Pa received vaccines for smallpox, typhoid, typhus, tetanus, cholera, and “inf,” which is presumably influenza.  He also apparently did not receive yellow fever, and the form does not mention his glasses.

Looking at the dates of the vaccines, it’s not surprising that he got multiple doses of nearly every one.  That’s how many vaccines work; sometimes in stimulating an immune response to a pathogen, it takes multiple doses of the weakened or inactivated pathogen, or a booster shot later, to build up a sufficient response.

What is interesting, though, is some of the dates of the doses.  Why, for example, did he get two doses typhoid of only 6 days apart? Why did he get typhus and cholera years after he had started his other vaccinations? Was he changing locations in between some of these shots?  And notice the last ones are dated 1946–after the war ended.

I myself have been vaccinated for many diseases, including tetanus, hepatitis A and B, typhoid, yellow fever, and HPV (aka Gardasil).  Some of these are due to my trip to Ecuador seven years ago.  I am now a pro at getting shots.  Basically, the only other vaccines I could need would be rabies (for some types of animal work) and shingles when I get older (because I actually had chickenpox, not the vaccine).  Of course, I will continue to get boosters for things like tetanus, etc.

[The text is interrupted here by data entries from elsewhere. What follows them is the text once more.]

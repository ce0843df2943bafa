//! Rate source traits and implementations.

use std::collections::HashMap;
use std::path::PathBuf;
use std::sync::Arc;

use async_trait::async_trait;
use cashbook_common::Currency;
use serde::Deserialize;
use tracing::{debug, warn};

use crate::error::{FxError, FxResult};

/// Rates keyed by currency, in units of currency per pivot unit.
pub type RateMap = HashMap<Currency, f64>;

/// Where fresh exchange rates come from.
///
/// Implementations own their transport and timeouts. Codes missing from
/// the returned map simply keep their previous value.
#[async_trait]
pub trait RateSource: Send + Sync {
    /// Get the source name.
    fn name(&self) -> &str;

    /// Fetch the latest rates for `codes` against `pivot`.
    async fn fetch_rates(&self, pivot: &Currency, codes: &[Currency]) -> FxResult<RateMap>;
}

fn select(rates: &RateMap, codes: &[Currency]) -> RateMap {
    codes
        .iter()
        .filter_map(|code| rates.get(code).map(|rate| (code.clone(), *rate)))
        .collect()
}

fn check_pivot(source: &str, expected: &Currency, actual: &Currency) -> FxResult<()> {
    if expected != actual {
        return Err(FxError::source_failed(
            source,
            format!("quoted against {}, expected {}", actual, expected),
        ));
    }
    Ok(())
}

/// Fixed rates, for offline setups.
#[derive(Debug, Clone)]
pub struct StaticRateSource {
    pivot: Currency,
    rates: RateMap,
}

impl StaticRateSource {
    pub fn new(pivot: Currency, rates: impl IntoIterator<Item = (Currency, f64)>) -> Self {
        Self {
            pivot,
            rates: rates.into_iter().collect(),
        }
    }
}

#[async_trait]
impl RateSource for StaticRateSource {
    fn name(&self) -> &str {
        "STATIC"
    }

    async fn fetch_rates(&self, pivot: &Currency, codes: &[Currency]) -> FxResult<RateMap> {
        check_pivot(self.name(), pivot, &self.pivot)?;
        Ok(select(&self.rates, codes))
    }
}

/// JSON document read by [`FileRateSource`].
///
/// ```json
/// { "base": "USD", "rates": { "SYP": 15000, "TRY": 32 } }
/// ```
#[derive(Debug, Deserialize)]
struct RateFeed {
    base: Option<Currency>,
    rates: RateMap,
}

/// Reads rates from a JSON feed file on every fetch.
///
/// Lets an operator or an external job drop fresh rates on disk.
#[derive(Debug, Clone)]
pub struct FileRateSource {
    path: PathBuf,
}

impl FileRateSource {
    pub fn new(path: impl Into<PathBuf>) -> Self {
        Self { path: path.into() }
    }
}

#[async_trait]
impl RateSource for FileRateSource {
    fn name(&self) -> &str {
        "FILE"
    }

    async fn fetch_rates(&self, pivot: &Currency, codes: &[Currency]) -> FxResult<RateMap> {
        let raw = tokio::fs::read_to_string(&self.path)
            .await
            .map_err(|e| FxError::source_failed(self.name(), e))?;
        let feed: RateFeed =
            serde_json::from_str(&raw).map_err(|e| FxError::source_failed(self.name(), e))?;

        if let Some(base) = &feed.base {
            check_pivot(self.name(), pivot, base)?;
        }

        debug!(path = %self.path.display(), count = feed.rates.len(), "Read rate feed");
        Ok(select(&feed.rates, codes))
    }
}

/// Queries several sources and takes the median rate per currency.
pub struct AggregatedRateSource {
    sources: Vec<Arc<dyn RateSource>>,
    min_sources: usize,
    max_deviation_bps: u32,
}

impl AggregatedRateSource {
    /// Create a new aggregated source.
    pub fn new(sources: Vec<Arc<dyn RateSource>>) -> Self {
        Self {
            sources,
            min_sources: 1,
            max_deviation_bps: 500, // 5% max deviation
        }
    }

    /// Set minimum number of sources that must answer.
    pub fn with_min_sources(mut self, min: usize) -> Self {
        self.min_sources = min.max(1);
        self
    }

    /// Set maximum allowed deviation between sources in basis points.
    pub fn with_max_deviation(mut self, bps: u32) -> Self {
        self.max_deviation_bps = bps;
        self
    }

    fn median(values: &mut [f64]) -> f64 {
        values.sort_by(|a, b| a.total_cmp(b));
        let mid = values.len() / 2;

        if values.len() % 2 == 0 {
            (values[mid - 1] + values[mid]) / 2.0
        } else {
            values[mid]
        }
    }

    fn check_deviation(&self, currency: &Currency, values: &[f64]) -> FxResult<()> {
        let min = values.iter().copied().fold(f64::INFINITY, f64::min);
        let max = values.iter().copied().fold(f64::NEG_INFINITY, f64::max);

        let deviation_bps = ((max - min) / min * 10_000.0).round() as u32;
        if deviation_bps > self.max_deviation_bps {
            return Err(FxError::RateDeviation {
                currency: currency.clone(),
                deviation_bps,
            });
        }

        Ok(())
    }
}

#[async_trait]
impl RateSource for AggregatedRateSource {
    fn name(&self) -> &str {
        "AGGREGATED"
    }

    async fn fetch_rates(&self, pivot: &Currency, codes: &[Currency]) -> FxResult<RateMap> {
        let mut samples: HashMap<Currency, Vec<f64>> = HashMap::new();
        let mut answered = 0;

        for source in &self.sources {
            match source.fetch_rates(pivot, codes).await {
                Ok(rates) => {
                    debug!(source = source.name(), count = rates.len(), "Got rates from source");
                    answered += 1;
                    for (currency, rate) in rates {
                        if rate.is_finite() && rate > 0.0 {
                            samples.entry(currency).or_default().push(rate);
                        } else {
                            warn!(
                                source = source.name(),
                                currency = %currency,
                                rate,
                                "Discarding invalid rate"
                            );
                        }
                    }
                }
                Err(e) => {
                    warn!(source = source.name(), error = %e, "Rate source failed");
                }
            }
        }

        if answered < self.min_sources {
            return Err(FxError::NoSourcesAvailable {
                available: answered,
                required: self.min_sources,
            });
        }

        let mut result = RateMap::new();
        for (currency, mut values) in samples {
            if values.len() < self.min_sources {
                debug!(currency = %currency, quotes = values.len(), "Too few quotes, skipping");
                continue;
            }
            self.check_deviation(&currency, &values)?;
            result.insert(currency, Self::median(&mut values));
        }

        Ok(result)
    }
}

/// Scriptable rate source for tests.
#[cfg(any(test, feature = "test-utils"))]
pub struct MockRateSource {
    name: String,
    rates: dashmap::DashMap<Currency, f64>,
    failing: std::sync::atomic::AtomicBool,
    fetches: std::sync::atomic::AtomicUsize,
    delay: Option<std::time::Duration>,
}

#[cfg(any(test, feature = "test-utils"))]
impl MockRateSource {
    /// Create a new mock source.
    pub fn new(name: impl Into<String>) -> Self {
        Self {
            name: name.into(),
            rates: dashmap::DashMap::new(),
            failing: std::sync::atomic::AtomicBool::new(false),
            fetches: std::sync::atomic::AtomicUsize::new(0),
            delay: None,
        }
    }

    /// Sleep this long inside every fetch.
    pub fn with_delay(mut self, delay: std::time::Duration) -> Self {
        self.delay = Some(delay);
        self
    }

    /// Set the rate returned for a currency.
    pub fn set_rate(&self, currency: Currency, rate: f64) {
        self.rates.insert(currency, rate);
    }

    /// Make every subsequent fetch fail.
    pub fn set_failing(&self, failing: bool) {
        self.failing.store(failing, std::sync::atomic::Ordering::SeqCst);
    }

    /// Number of fetches started so far.
    pub fn fetch_count(&self) -> usize {
        self.fetches.load(std::sync::atomic::Ordering::SeqCst)
    }
}

#[cfg(any(test, feature = "test-utils"))]
#[async_trait]
impl RateSource for MockRateSource {
    fn name(&self) -> &str {
        &self.name
    }

    async fn fetch_rates(&self, _pivot: &Currency, codes: &[Currency]) -> FxResult<RateMap> {
        use std::sync::atomic::Ordering;

        self.fetches.fetch_add(1, Ordering::SeqCst);
        if let Some(delay) = self.delay {
            tokio::time::sleep(delay).await;
        }

        if self.failing.load(Ordering::SeqCst) {
            return Err(FxError::source_failed(&self.name, "simulated outage"));
        }

        Ok(codes
            .iter()
            .filter_map(|code| self.rates.get(code).map(|r| (code.clone(), *r)))
            .collect())
    }
}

Some diseases from my grandfather’s list are noticeably absent from mine: smallpox, which has been eradicated (yet is still popping up in the weirdest places…), cholera (the vaccine for which is not even available in the US currently), and typhus.

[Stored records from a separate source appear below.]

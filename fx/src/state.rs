//! Shared rate table with write-through persistence.

use std::sync::atomic::{AtomicU64, Ordering};

use parking_lot::{Mutex, RwLock};
use tracing::{debug, info, warn};

use crate::error::FxResult;
use crate::store::RateStore;
use crate::table::{RateSnapshot, RateTable};

/// The process's single rate table plus the store it is mirrored to.
///
/// Readers take a short read lock. Every successful mutation takes a
/// snapshot and a generation number under the write lock, then saves
/// after the lock is released, so reads never wait on the store. Saves
/// are serialized and a snapshot older than the last one saved is
/// dropped. A failed save is logged and the in-memory table stays
/// authoritative.
pub struct RateState {
    table: RwLock<RateTable>,
    store: RateStore,
    generation: AtomicU64,
    saved_generation: Mutex<u64>,
}

impl RateState {
    pub fn new(table: RateTable, store: RateStore) -> Self {
        Self {
            table: RwLock::new(table),
            store,
            generation: AtomicU64::new(0),
            saved_generation: Mutex::new(0),
        }
    }

    /// Overlay the persisted snapshot, if any, onto the current table.
    ///
    /// Returns whether a snapshot was found.
    pub fn load_persisted(&self) -> bool {
        match self.store.load() {
            Some(snapshot) => {
                let restored = self.table.write().restore(&snapshot);
                info!(
                    key = self.store.key(),
                    restored,
                    last_update = ?snapshot.last_update,
                    "Loaded persisted exchange rates"
                );
                true
            }
            None => {
                debug!(key = self.store.key(), "Using default exchange rates");
                false
            }
        }
    }

    /// Run `f` against the current table.
    pub fn read<R>(&self, f: impl FnOnce(&RateTable) -> R) -> R {
        f(&self.table.read())
    }

    /// Copy of the current table.
    pub fn table(&self) -> RateTable {
        self.table.read().clone()
    }

    /// Mutate the table and persist it if `f` succeeds.
    ///
    /// `f` must leave the table untouched when it returns an error.
    pub fn update<R>(&self, f: impl FnOnce(&mut RateTable) -> FxResult<R>) -> FxResult<R> {
        let (result, snapshot, generation) = {
            let mut table = self.table.write();
            let result = f(&mut table)?;
            let (snapshot, generation) = self.capture(&table);
            (result, snapshot, generation)
        };
        self.persist(snapshot, generation);
        Ok(result)
    }

    /// Mutate the table unconditionally and persist it.
    pub fn modify<R>(&self, f: impl FnOnce(&mut RateTable) -> R) -> R {
        let (result, snapshot, generation) = {
            let mut table = self.table.write();
            let result = f(&mut table);
            let (snapshot, generation) = self.capture(&table);
            (result, snapshot, generation)
        };
        self.persist(snapshot, generation);
        result
    }

    /// Must be called with the write lock held.
    fn capture(&self, table: &RateTable) -> (RateSnapshot, u64) {
        let generation = self.generation.fetch_add(1, Ordering::SeqCst) + 1;
        (table.snapshot(), generation)
    }

    fn persist(&self, snapshot: RateSnapshot, generation: u64) {
        let mut saved = self.saved_generation.lock();
        if *saved >= generation {
            debug!(generation, saved = *saved, "Skipping superseded snapshot");
            return;
        }

        match self.store.save(&snapshot) {
            Ok(()) => *saved = generation,
            Err(e) => warn!(
                key = self.store.key(),
                error = %e,
                "Failed to persist exchange rates, keeping in-memory table"
            ),
        }
    }
}

#[cfg(test)]
mod tests {
    use super::*;
    use crate::error::FxError;
    use crate::store::{FailingStore, KeyValueStore, MemoryStore};
    use cashbook_common::Currency;
    use std::sync::Arc;
    use std::time::{Duration, Instant};

    /// Memory store whose writes take a while.
    struct SlowStore {
        inner: MemoryStore,
        delay: Duration,
    }

    impl KeyValueStore for SlowStore {
        fn get(&self, key: &str) -> FxResult<Option<String>> {
            self.inner.get(key)
        }

        fn set(&self, key: &str, value: String) -> FxResult<()> {
            std::thread::sleep(self.delay);
            self.inner.set(key, value)
        }
    }

    fn memory_state() -> (Arc<MemoryStore>, RateState) {
        let backend = Arc::new(MemoryStore::new());
        let store = RateStore::new(backend.clone(), "exchange_rates");
        (backend, RateState::new(RateTable::default(), store))
    }

    #[test]
    fn test_update_writes_through() {
        let (backend, state) = memory_state();

        state
            .update(|t| t.set(&Currency::syp(), 14000.0))
            .unwrap();

        let raw = backend.get("exchange_rates").unwrap().unwrap();
        assert!(raw.contains("\"SYP_TO_USD\":14000"));
    }

    #[test]
    fn test_rejected_update_is_not_persisted() {
        let (backend, state) = memory_state();

        let result = state.update(|t| t.set(&Currency::syp(), -5.0));

        assert!(matches!(result, Err(FxError::InvalidRate { .. })));
        assert!(backend.get("exchange_rates").unwrap().is_none());
        assert_eq!(state.read(|t| t.get(&Currency::syp())), 15000.0);
    }

    #[test]
    fn test_persist_failure_keeps_memory() {
        let store = RateStore::new(Arc::new(FailingStore), "exchange_rates");
        let state = RateState::new(RateTable::default(), store);

        state
            .update(|t| t.set(&Currency::syp(), 14000.0))
            .unwrap();

        assert_eq!(state.read(|t| t.get(&Currency::syp())), 14000.0);
        assert!(!state.load_persisted());
    }

    #[test]
    fn test_load_persisted_overlays_defaults() {
        let (backend, state) = memory_state();
        backend
            .set(
                "exchange_rates",
                r#"{"rates":{"SYP_TO_USD":13500},"autoUpdate":false}"#.to_string(),
            )
            .unwrap();

        assert!(state.load_persisted());

        let table = state.table();
        assert_eq!(table.get(&Currency::syp()), 13500.0);
        assert_eq!(table.get(&Currency::new("TRY")), 32.0);
        assert!(!table.auto_update());
    }

    #[test]
    fn test_reads_do_not_wait_for_save() {
        let backend = Arc::new(SlowStore {
            inner: MemoryStore::new(),
            delay: Duration::from_millis(300),
        });
        let store = RateStore::new(backend.clone(), "exchange_rates");
        let state = Arc::new(RateState::new(RateTable::default(), store));

        let writer = {
            let state = state.clone();
            std::thread::spawn(move || state.update(|t| t.set(&Currency::syp(), 14000.0)))
        };
        std::thread::sleep(Duration::from_millis(50));

        let started = Instant::now();
        let rate = state.read(|t| t.get(&Currency::syp()));
        assert!(started.elapsed() < Duration::from_millis(150));
        assert_eq!(rate, 14000.0);

        writer.join().unwrap().unwrap();
        let raw = backend.get("exchange_rates").unwrap().unwrap();
        assert!(raw.contains("14000"));
    }

    #[test]
    fn test_last_mutation_wins_in_store() {
        let (backend, state) = memory_state();
        let state = Arc::new(state);

        let writers: Vec<_> = (1..=8)
            .map(|i| {
                let state = state.clone();
                std::thread::spawn(move || {
                    state
                        .update(|t| t.set(&Currency::syp(), 14000.0 + i as f64))
                        .unwrap()
                })
            })
            .collect();
        for writer in writers {
            writer.join().unwrap();
        }

        let final_rate = state.read(|t| t.get(&Currency::syp()));
        let raw = backend.get("exchange_rates").unwrap().unwrap();
        let persisted: RateSnapshot = serde_json::from_str(&raw).unwrap();
        assert_eq!(persisted.rates["SYP_TO_USD"], final_rate);
    }
}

Typhus is in many ways a quintessential wartime disease.  The bacteria that causes it is transmitted by body lice, and so epidemics break out when lots of unhygienic people are grouped together, like refugees or soldiers.

The typhus vaccine was relatively new during the Second World War.  Interestingly, one of the first men to try to make a vaccine (by grinding up infected lice) was a Polish scientist named Rudolf Weigl in the 1930s.  Under Nazi occupation in the 1940s, Weigl was ordered to set up a vaccine production plant, which he did, and then employed and protected many Polish Jews and intellectuals, and smuggled his vaccine into Polish ghettos.

A better method of vaccine production was later pioneered by H.R. Cox, and the vaccine itself has been rendered fairly unnecessary by better antibiotic treatments and widespread use of pesticides to control lice (such as DDT).

Working in medial research, this kind of stuff is fascinating to me.  And being a nerd, history in general is always fascinating to me.  But I’ve always believed that history becomes more meaningful when we make a personal connection to people in the past and their stories.  That’s exactly what my grandfather’s immunization record did for me.  Typhus isn’t just a wikipedia article anymore.  It’s part of my grandfather’s story, and therefore part of my own.